## Prompt
Please repeat the listing exactly, starting at its first line and stopping after the line that contains "through the handlers.".

## Source material
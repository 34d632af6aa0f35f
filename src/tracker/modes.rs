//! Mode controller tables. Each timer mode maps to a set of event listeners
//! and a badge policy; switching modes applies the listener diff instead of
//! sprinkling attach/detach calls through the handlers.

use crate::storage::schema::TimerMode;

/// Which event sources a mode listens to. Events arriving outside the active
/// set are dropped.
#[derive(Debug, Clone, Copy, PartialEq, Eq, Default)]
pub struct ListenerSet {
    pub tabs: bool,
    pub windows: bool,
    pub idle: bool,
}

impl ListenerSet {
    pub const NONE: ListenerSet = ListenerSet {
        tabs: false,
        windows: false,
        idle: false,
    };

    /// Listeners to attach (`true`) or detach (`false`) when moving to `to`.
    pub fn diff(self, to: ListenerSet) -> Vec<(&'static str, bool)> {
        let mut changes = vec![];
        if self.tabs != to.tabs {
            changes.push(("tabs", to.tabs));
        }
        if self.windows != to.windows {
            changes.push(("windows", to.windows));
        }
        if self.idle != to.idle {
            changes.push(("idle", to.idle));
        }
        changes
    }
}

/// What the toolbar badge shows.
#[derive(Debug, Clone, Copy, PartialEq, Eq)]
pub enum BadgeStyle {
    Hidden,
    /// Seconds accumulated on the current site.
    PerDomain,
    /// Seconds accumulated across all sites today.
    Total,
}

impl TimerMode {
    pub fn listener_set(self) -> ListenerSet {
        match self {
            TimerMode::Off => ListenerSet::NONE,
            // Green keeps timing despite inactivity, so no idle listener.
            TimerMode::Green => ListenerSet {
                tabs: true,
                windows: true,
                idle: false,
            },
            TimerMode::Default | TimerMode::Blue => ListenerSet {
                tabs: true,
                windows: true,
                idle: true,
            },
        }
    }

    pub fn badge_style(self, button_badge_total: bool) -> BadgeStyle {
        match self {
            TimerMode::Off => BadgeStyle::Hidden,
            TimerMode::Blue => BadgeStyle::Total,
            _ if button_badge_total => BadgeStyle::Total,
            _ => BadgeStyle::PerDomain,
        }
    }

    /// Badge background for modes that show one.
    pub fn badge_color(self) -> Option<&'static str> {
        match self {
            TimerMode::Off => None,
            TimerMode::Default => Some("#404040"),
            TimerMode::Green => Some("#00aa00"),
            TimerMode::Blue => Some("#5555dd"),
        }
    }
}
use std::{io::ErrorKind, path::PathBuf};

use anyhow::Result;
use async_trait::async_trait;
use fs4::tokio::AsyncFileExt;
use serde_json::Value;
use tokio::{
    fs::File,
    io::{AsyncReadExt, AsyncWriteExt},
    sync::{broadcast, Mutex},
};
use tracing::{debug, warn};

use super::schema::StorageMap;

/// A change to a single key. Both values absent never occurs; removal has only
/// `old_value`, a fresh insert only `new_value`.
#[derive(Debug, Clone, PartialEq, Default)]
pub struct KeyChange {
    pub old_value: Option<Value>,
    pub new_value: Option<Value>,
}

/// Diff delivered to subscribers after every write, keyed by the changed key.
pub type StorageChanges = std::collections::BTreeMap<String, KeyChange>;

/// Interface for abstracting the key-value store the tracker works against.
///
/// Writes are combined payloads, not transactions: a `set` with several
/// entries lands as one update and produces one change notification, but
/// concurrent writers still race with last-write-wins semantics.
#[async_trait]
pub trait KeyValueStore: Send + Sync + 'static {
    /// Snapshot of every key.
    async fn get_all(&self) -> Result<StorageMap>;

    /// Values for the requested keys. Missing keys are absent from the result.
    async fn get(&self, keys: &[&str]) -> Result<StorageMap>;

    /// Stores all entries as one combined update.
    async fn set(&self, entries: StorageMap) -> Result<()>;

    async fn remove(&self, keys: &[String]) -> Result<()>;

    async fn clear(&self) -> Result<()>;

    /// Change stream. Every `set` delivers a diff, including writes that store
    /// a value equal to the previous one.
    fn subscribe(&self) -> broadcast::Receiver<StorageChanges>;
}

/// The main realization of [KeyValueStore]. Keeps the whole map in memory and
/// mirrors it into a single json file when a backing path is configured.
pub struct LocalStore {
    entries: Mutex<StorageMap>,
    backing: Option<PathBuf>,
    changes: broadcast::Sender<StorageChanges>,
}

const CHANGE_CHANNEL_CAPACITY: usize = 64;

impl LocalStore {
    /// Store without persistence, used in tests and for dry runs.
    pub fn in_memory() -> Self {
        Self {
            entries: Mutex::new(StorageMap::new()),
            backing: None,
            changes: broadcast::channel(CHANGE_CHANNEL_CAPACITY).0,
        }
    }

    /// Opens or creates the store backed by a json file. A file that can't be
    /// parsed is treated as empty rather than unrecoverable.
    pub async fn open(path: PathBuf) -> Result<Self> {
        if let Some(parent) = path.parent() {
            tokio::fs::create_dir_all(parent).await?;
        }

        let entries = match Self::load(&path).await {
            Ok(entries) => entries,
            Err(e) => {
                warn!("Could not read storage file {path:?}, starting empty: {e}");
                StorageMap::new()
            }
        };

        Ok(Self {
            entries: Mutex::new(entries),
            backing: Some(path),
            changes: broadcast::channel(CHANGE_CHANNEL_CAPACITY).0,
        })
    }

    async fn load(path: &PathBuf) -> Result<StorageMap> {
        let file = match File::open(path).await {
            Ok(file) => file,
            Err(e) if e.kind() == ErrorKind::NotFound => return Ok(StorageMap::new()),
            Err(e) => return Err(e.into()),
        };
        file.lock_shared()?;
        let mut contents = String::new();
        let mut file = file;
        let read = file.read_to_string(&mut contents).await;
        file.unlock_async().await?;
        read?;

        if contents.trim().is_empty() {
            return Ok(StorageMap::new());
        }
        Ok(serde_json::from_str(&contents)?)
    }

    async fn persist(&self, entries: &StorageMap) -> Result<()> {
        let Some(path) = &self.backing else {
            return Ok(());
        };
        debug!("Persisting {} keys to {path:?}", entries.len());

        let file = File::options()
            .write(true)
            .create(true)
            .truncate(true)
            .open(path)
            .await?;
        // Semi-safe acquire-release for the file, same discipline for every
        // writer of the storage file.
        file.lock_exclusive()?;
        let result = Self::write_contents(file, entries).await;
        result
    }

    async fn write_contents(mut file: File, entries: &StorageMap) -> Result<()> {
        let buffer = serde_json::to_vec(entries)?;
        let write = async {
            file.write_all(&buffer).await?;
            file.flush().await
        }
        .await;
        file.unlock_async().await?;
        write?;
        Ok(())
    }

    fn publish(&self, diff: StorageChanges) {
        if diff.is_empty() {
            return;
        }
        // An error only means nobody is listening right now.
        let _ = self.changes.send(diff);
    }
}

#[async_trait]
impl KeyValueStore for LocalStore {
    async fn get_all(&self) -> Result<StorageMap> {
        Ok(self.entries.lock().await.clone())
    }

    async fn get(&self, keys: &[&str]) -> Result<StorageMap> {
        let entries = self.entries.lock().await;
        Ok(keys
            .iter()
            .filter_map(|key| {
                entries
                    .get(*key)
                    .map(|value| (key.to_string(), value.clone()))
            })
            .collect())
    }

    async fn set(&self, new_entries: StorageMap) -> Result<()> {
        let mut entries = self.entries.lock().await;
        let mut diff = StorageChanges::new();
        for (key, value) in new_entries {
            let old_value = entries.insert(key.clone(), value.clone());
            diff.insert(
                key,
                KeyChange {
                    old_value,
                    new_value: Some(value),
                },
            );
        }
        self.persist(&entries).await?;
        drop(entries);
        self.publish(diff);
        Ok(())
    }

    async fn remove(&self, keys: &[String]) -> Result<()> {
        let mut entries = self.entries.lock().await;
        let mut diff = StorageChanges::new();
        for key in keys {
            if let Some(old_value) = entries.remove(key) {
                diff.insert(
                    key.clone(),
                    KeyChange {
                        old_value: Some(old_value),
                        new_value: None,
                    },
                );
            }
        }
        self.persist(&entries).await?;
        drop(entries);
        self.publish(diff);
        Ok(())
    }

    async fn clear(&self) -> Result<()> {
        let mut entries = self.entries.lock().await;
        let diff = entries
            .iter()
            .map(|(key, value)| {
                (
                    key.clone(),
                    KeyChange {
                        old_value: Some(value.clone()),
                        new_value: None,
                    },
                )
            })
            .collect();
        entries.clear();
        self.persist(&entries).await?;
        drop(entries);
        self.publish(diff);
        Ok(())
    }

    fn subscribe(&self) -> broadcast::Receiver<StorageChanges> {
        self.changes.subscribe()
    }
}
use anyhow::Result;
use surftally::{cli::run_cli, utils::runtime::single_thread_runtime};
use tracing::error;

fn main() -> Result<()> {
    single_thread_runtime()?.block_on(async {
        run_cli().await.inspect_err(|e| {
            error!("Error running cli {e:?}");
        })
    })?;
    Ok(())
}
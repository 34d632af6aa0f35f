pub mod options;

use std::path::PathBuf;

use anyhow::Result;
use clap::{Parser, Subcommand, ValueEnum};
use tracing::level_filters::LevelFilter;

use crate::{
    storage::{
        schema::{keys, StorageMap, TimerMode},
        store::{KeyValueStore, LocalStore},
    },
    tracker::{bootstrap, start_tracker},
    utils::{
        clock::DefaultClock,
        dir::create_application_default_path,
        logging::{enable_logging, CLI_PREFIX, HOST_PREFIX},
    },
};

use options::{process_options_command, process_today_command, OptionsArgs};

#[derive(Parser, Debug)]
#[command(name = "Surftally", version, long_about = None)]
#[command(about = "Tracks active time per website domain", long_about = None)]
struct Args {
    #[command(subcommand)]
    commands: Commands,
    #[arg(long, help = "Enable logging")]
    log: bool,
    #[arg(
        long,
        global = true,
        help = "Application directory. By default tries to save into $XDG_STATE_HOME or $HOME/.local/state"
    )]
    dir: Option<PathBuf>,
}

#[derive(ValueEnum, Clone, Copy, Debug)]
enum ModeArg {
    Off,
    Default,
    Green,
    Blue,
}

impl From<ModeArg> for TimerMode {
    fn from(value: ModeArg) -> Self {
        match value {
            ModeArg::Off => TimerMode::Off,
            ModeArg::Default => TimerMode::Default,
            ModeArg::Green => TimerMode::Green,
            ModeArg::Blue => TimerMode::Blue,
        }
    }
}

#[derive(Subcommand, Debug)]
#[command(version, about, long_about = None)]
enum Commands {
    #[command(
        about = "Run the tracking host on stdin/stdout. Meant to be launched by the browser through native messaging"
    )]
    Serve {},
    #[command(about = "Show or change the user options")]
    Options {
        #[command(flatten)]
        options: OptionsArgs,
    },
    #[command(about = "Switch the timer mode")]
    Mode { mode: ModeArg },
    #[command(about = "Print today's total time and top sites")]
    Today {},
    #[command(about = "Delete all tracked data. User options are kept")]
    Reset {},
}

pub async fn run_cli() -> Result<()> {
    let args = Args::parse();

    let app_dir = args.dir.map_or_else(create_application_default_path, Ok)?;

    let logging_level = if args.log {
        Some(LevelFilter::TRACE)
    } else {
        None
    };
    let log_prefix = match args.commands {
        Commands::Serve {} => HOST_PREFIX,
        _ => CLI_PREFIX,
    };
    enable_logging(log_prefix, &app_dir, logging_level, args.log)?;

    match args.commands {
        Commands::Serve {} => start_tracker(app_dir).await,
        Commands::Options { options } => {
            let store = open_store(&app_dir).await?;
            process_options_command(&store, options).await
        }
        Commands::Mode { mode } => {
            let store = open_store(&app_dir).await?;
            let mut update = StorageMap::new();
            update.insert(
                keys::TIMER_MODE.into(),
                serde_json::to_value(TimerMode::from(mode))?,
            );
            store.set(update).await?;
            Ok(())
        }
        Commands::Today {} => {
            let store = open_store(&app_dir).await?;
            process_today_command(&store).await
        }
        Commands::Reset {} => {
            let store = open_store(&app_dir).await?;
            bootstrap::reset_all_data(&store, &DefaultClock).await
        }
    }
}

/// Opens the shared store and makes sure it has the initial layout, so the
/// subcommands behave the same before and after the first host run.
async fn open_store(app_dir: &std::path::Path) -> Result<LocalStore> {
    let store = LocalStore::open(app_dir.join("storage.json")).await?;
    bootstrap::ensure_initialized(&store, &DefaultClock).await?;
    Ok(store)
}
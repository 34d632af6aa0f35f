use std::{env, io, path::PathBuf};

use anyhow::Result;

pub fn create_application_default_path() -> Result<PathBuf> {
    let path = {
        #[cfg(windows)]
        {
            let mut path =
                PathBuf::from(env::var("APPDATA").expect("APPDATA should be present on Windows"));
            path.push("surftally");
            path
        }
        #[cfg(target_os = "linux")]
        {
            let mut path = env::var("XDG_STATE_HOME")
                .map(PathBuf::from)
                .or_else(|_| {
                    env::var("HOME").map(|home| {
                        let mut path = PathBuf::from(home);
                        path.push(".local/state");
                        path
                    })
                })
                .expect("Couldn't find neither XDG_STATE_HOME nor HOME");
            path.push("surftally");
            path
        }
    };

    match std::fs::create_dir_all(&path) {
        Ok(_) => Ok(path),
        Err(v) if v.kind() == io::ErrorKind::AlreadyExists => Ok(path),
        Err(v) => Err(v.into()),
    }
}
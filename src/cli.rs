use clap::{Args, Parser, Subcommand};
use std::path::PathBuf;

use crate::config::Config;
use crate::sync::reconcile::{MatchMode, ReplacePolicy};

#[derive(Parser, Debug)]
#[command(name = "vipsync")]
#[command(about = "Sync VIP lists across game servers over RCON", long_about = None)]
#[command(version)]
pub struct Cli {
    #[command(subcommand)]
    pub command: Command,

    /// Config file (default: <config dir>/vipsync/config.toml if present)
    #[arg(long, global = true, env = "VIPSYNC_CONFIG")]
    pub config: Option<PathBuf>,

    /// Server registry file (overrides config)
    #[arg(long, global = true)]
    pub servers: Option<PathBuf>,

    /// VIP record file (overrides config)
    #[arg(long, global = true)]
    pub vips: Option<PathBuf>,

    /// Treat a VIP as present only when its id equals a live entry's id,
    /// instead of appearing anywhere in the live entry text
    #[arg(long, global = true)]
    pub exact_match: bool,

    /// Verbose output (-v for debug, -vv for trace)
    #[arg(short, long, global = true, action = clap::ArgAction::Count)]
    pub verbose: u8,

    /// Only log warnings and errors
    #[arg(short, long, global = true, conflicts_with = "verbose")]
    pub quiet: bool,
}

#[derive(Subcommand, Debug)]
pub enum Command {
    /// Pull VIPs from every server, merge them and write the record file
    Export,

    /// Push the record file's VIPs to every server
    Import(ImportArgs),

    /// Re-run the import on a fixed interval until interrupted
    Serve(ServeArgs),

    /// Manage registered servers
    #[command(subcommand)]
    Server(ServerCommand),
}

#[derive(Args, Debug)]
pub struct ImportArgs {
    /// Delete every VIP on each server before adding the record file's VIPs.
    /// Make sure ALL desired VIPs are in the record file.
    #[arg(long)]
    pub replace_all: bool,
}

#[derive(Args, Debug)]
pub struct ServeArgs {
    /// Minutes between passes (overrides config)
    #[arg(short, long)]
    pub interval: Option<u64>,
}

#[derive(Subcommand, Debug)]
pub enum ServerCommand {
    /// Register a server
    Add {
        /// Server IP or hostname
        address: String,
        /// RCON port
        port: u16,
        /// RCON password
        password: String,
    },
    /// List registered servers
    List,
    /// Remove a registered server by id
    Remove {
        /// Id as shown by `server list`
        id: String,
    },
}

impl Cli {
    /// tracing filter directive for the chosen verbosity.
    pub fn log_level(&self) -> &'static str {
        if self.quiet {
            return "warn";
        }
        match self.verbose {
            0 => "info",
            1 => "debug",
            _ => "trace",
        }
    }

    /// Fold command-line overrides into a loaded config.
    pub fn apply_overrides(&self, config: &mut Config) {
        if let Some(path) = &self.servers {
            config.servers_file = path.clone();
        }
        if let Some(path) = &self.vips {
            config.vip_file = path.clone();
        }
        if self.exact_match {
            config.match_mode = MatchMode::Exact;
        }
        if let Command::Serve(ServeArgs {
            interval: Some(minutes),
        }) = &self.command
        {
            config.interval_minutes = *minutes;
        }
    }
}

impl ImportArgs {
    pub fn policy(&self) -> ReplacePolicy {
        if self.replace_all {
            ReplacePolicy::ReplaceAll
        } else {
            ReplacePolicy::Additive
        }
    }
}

## Solution to this exercise
repository 34d632af6aa0f35f
filename src/tracker/modes.rs
//! Mode controller tables. Each timer mode maps to a set of event listeners
//! and a badge policy; switching modes applies the listener diff instead of
//! sprinkling attach/detach calls through the handlers.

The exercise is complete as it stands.